Aripiprazole salts IV. Anionic plus solvato networks defining molecular conformation

Abstract

Five new examples of aripiprazole (arip) salts are presented, viz., the Harip phthalate [Harip+·C8H5O4−(I)], homophthalate [Harip+·C9H7O4−(II)] and thiosalicilate [Harip+·C7H4O2S−(III)] salts on one side, and two different dihidrogenphosphates, Harip+·H2PO4−·2(H3PO4)·H2O (IV) and Harip+·H2PO4−·H3PO4(V). Regarding the internal structure of the aripH+ cations, they do not differ from the already known moieties in bond distances and angles, while interesting differences in conformation can be observed, setting them apart in two groups: those in I, II and III present similar conformations to those in the so far reported arip salts presenting the same centrosymmetric R(8)22 dimeric synthon, but different to those in IV and V. In parallel, the anion (+ acid) groups define bulky systems of different dimensionality (1D in the former group, 2D in the latter).

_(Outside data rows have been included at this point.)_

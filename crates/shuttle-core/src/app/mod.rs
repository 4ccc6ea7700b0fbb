//! App - アプリケーション層
//!
//! ports と typed を組み合わせて、呼び出しから callback までの経路を作ります。
//!
//! # 主要コンポーネント
//! - **ClientBuilder**: client の構築とワイヤリング
//! - **Cluster**: 接続と entity の入り口
//! - **Dispatcher**: worker pool への投入と caller への配送
//! - **binder / cursor**: 引数の同期的な束縛
//! - **marshal**: 結果の caller 向け値への変換

pub mod binder;
pub mod builder;
pub mod cluster;
pub mod connection;
pub mod cursor;
pub mod descriptor;
pub mod dispatcher;
pub mod marshal;
pub mod status;

pub use self::builder::{BuildError, Client, ClientBuilder};
pub use self::cluster::Cluster;
pub use self::connection::ConnectionHandle;
pub use self::descriptor::TaskDescriptor;
pub use self::dispatcher::Dispatcher;
pub use self::status::{DispatchCounts, DispatchSnapshot};
// ============================================================================
// Same-shape appliers
// ============================================================================

/// Apply `f` to every element of `x`, writing into `dest`.
///
/// `x` and `dest` must have identical dims. Elements are visited in
/// row-major order of the logical shape regardless of memory layout.
///
/// # Example
/// ```rust
/// use strided_base::{unary, StridedView, StridedViewMut};
///
/// let src = [1.0, 2.0, 3.0, 4.0];
/// let mut out = [0.0; 4];
/// // Transposed read of a 2x2 row-major buffer
/// let x = StridedView::new(&src[..], &[2, 2], &[1, 2], 0).unwrap();
/// let mut dest = StridedViewMut::contiguous(&mut out[..], &[2, 2]).unwrap();
/// unary(&x, &mut dest, |v| v * 10.0).unwrap();
/// assert_eq!(out, [10.0, 30.0, 20.0, 40.0]);
/// ```
pub fn unary<A, O, F>(
    x: &StridedView<'_, A>,
    dest: &mut StridedViewMut<'_, O>,
    mut f: F,
) -> Result<()>
where
    A: Accessor + ?Sized,
    O: AccessorMut + ?Sized,
    F: FnMut(A::Elem) -> O::Elem,
{
    ensure_same_shape(dest.dims(), x.dims())?;
    let dims = dest.dims.clone();
    let out_strides = dest.strides.clone();
    let out_offset = dest.offset;
    let xd = x.data;
    let out = &mut *dest.data;

    for_each_offset(
        &dims,
        [&x.strides[..], &out_strides[..]],
        [x.offset, out_offset],
        |[i, o]| out.set(o, f(xd.get(i))),
    );
    Ok(())
}

/// Apply a binary `f` elementwise over same-shape `x` and `y`.
pub fn binary<A, B, O, F>(
    x: &StridedView<'_, A>,
    y: &StridedView<'_, B>,
    dest: &mut StridedViewMut<'_, O>,
    mut f: F,
) -> Result<()>
where
    A: Accessor + ?Sized,
    B: Accessor + ?Sized,
    O: AccessorMut + ?Sized,
    F: FnMut(A::Elem, B::Elem) -> O::Elem,
{
    ensure_same_shape(dest.dims(), x.dims())?;
    ensure_same_shape(dest.dims(), y.dims())?;
    let dims = dest.dims.clone();
    let out_strides = dest.strides.clone();
    let out_offset = dest.offset;
    let xd = x.data;
    let yd = y.data;
    let out = &mut *dest.data;

    for_each_offset(
        &dims,
        [&x.strides[..], &y.strides[..], &out_strides[..]],
        [x.offset, y.offset, out_offset],
        |[i, j, o]| out.set(o, f(xd.get(i), yd.get(j))),
    );
    Ok(())
}

/// Ternary counterpart of [`binary`].
pub fn ternary<A, B, C, O, F>(
    x: &StridedView<'_, A>,
    y: &StridedView<'_, B>,
    z: &StridedView<'_, C>,
    dest: &mut StridedViewMut<'_, O>,
    mut f: F,
) -> Result<()>
where
    A: Accessor + ?Sized,
    B: Accessor + ?Sized,
    C: Accessor + ?Sized,
    O: AccessorMut + ?Sized,
    F: FnMut(A::Elem, B::Elem, C::Elem) -> O::Elem,
{
    ensure_same_shape(dest.dims(), x.dims())?;
    ensure_same_shape(dest.dims(), y.dims())?;
    ensure_same_shape(dest.dims(), z.dims())?;
    let dims = dest.dims.clone();
    let out_strides = dest.strides.clone();
    let out_offset = dest.offset;
    let xd = x.data;
    let yd = y.data;
    let zd = z.data;
    let out = &mut *dest.data;

    for_each_offset(
        &dims,
        [&x.strides[..], &y.strides[..], &z.strides[..], &out_strides[..]],
        [x.offset, y.offset, z.offset, out_offset],
        |[i, j, k, o]| out.set(o, f(xd.get(i), yd.get(j), zd.get(k))),
    );
    Ok(())
}

/// Quaternary counterpart of [`binary`].
pub fn quaternary<A, B, C, D, O, F>(
    x: &StridedView<'_, A>,
    y: &StridedView<'_, B>,
    z: &StridedView<'_, C>,
    w: &StridedView<'_, D>,
    dest: &mut StridedViewMut<'_, O>,
    mut f: F,
) -> Result<()>
where
    A: Accessor + ?Sized,
    B: Accessor + ?Sized,
    C: Accessor + ?Sized,
    D: Accessor + ?Sized,
    O: AccessorMut + ?Sized,
    F: FnMut(A::Elem, B::Elem, C::Elem, D::Elem) -> O::Elem,
{
    ensure_same_shape(dest.dims(), x.dims())?;
    ensure_same_shape(dest.dims(), y.dims())?;
    ensure_same_shape(dest.dims(), z.dims())?;
    ensure_same_shape(dest.dims(), w.dims())?;
    let dims = dest.dims.clone();
    let out_strides = dest.strides.clone();
    let out_offset = dest.offset;
    let xd = x.data;
    let yd = y.data;
    let zd = z.data;
    let wd = w.data;
    let out = &mut *dest.data;

    for_each_offset(
        &dims,
        [&x.strides[..], &y.strides[..], &z.strides[..], &w.strides[..], &out_strides[..]],
        [x.offset, y.offset, z.offset, w.offset, out_offset],
        |[i, j, k, l, o]| out.set(o, f(xd.get(i), yd.get(j), zd.get(k), wd.get(l))),
    );
    Ok(())
}

/// Quinary counterpart of [`binary`].
pub fn quinary<A, B, C, D, E, O, F>(
    x: &StridedView<'_, A>,
    y: &StridedView<'_, B>,
    z: &StridedView<'_, C>,
    w: &StridedView<'_, D>,
    v: &StridedView<'_, E>,
    dest: &mut StridedViewMut<'_, O>,
    mut f: F,
) -> Result<()>
where
    A: Accessor + ?Sized,
    B: Accessor + ?Sized,
    C: Accessor + ?Sized,
    D: Accessor + ?Sized,
    E: Accessor + ?Sized,
    O: AccessorMut + ?Sized,
    F: FnMut(A::Elem, B::Elem, C::Elem, D::Elem, E::Elem) -> O::Elem,
{
    ensure_same_shape(dest.dims(), x.dims())?;
    ensure_same_shape(dest.dims(), y.dims())?;
    ensure_same_shape(dest.dims(), z.dims())?;
    ensure_same_shape(dest.dims(), w.dims())?;
    ensure_same_shape(dest.dims(), v.dims())?;
    let dims = dest.dims.clone();
    let out_strides = dest.strides.clone();
    let out_offset = dest.offset;
    let xd = x.data;
    let yd = y.data;
    let zd = z.data;
    let wd = w.data;
    let vd = v.data;
    let out = &mut *dest.data;

    for_each_offset(
        &dims,
        [
            &x.strides[..],
            &y.strides[..],
            &z.strides[..],
            &w.strides[..],
            &v.strides[..],
            &out_strides[..],
        ],
        [x.offset, y.offset, z.offset, w.offset, v.offset, out_offset],
        |[i, j, k, l, m, o]| out.set(o, f(xd.get(i), yd.get(j), zd.get(k), wd.get(l), vd.get(m))),
    );
    Ok(())
}

// ============================================================================
// Broadcasted appliers
// ============================================================================

/// Apply `f` to `x` broadcast against the dims of `dest`.
///
/// Size-1 and missing leading dimensions of `x` are repeated. Fails with
/// [`StridedError::Broadcast`](crate::StridedError::Broadcast) before any
/// write when `x` cannot be aligned to `dest`.
pub fn broadcast_unary<A, O, F>(
    x: &StridedView<'_, A>,
    dest: &mut StridedViewMut<'_, O>,
    mut f: F,
) -> Result<()>
where
    A: Accessor + ?Sized,
    O: AccessorMut + ?Sized,
    F: FnMut(A::Elem) -> O::Elem,
{
    let dims = dest.dims.clone();
    let xs = promote_strides(&x.dims, &x.strides, &dims)?;
    let out_strides = dest.strides.clone();
    let out_offset = dest.offset;
    let xd = x.data;
    let out = &mut *dest.data;

    for_each_offset(
        &dims,
        [&xs[..], &out_strides[..]],
        [x.offset, out_offset],
        |[i, o]| out.set(o, f(xd.get(i))),
    );
    Ok(())
}

/// Apply a binary `f` over `x` and `y`, each broadcast independently to the
/// dims of `dest`.
///
/// All operands are validated before the first write.
pub fn broadcast_binary<A, B, O, F>(
    x: &StridedView<'_, A>,
    y: &StridedView<'_, B>,
    dest: &mut StridedViewMut<'_, O>,
    mut f: F,
) -> Result<()>
where
    A: Accessor + ?Sized,
    B: Accessor + ?Sized,
    O: AccessorMut + ?Sized,
    F: FnMut(A::Elem, B::Elem) -> O::Elem,
{
    let dims = dest.dims.clone();
    let xs = promote_strides(&x.dims, &x.strides, &dims)?;
    let ys = promote_strides(&y.dims, &y.strides, &dims)?;
    let out_strides = dest.strides.clone();
    let out_offset = dest.offset;
    let xd = x.data;
    let yd = y.data;
    let out = &mut *dest.data;

    for_each_offset(
        &dims,
        [&xs[..], &ys[..], &out_strides[..]],
        [x.offset, y.offset, out_offset],
        |[i, j, o]| out.set(o, f(xd.get(i), yd.get(j))),
    );
    Ok(())
}

pub fn broadcast_ternary<A, B, C, O, F>(
    x: &StridedView<'_, A>,
    y: &StridedView<'_, B>,
    z: &StridedView<'_, C>,
    dest: &mut StridedViewMut<'_, O>,
    mut f: F,
) -> Result<()>
where
    A: Accessor + ?Sized,
    B: Accessor + ?Sized,
    C: Accessor + ?Sized,
    O: AccessorMut + ?Sized,
    F: FnMut(A::Elem, B::Elem, C::Elem) -> O::Elem,
{
    let dims = dest.dims.clone();
    let xs = promote_strides(&x.dims, &x.strides, &dims)?;
    let ys = promote_strides(&y.dims, &y.strides, &dims)?;
    let zs = promote_strides(&z.dims, &z.strides, &dims)?;
    let out_strides = dest.strides.clone();
    let out_offset = dest.offset;
    let xd = x.data;
    let yd = y.data;
    let zd = z.data;
    let out = &mut *dest.data;

    for_each_offset(
        &dims,
        [&xs[..], &ys[..], &zs[..], &out_strides[..]],
        [x.offset, y.offset, z.offset, out_offset],
        |[i, j, k, o]| out.set(o, f(xd.get(i), yd.get(j), zd.get(k))),
    );
    Ok(())
}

The correlation between arip molecular conformation and anionic network type is discussed. An interesting feature arises with the water solvato molecule in IV, disordered around an inversion center, in regard with its interaction with an (also disordered) phosphato O–H, in a way that an “orderly disordered” H-bonding scheme arises, complying with the S.G. symmetry requirements only on average.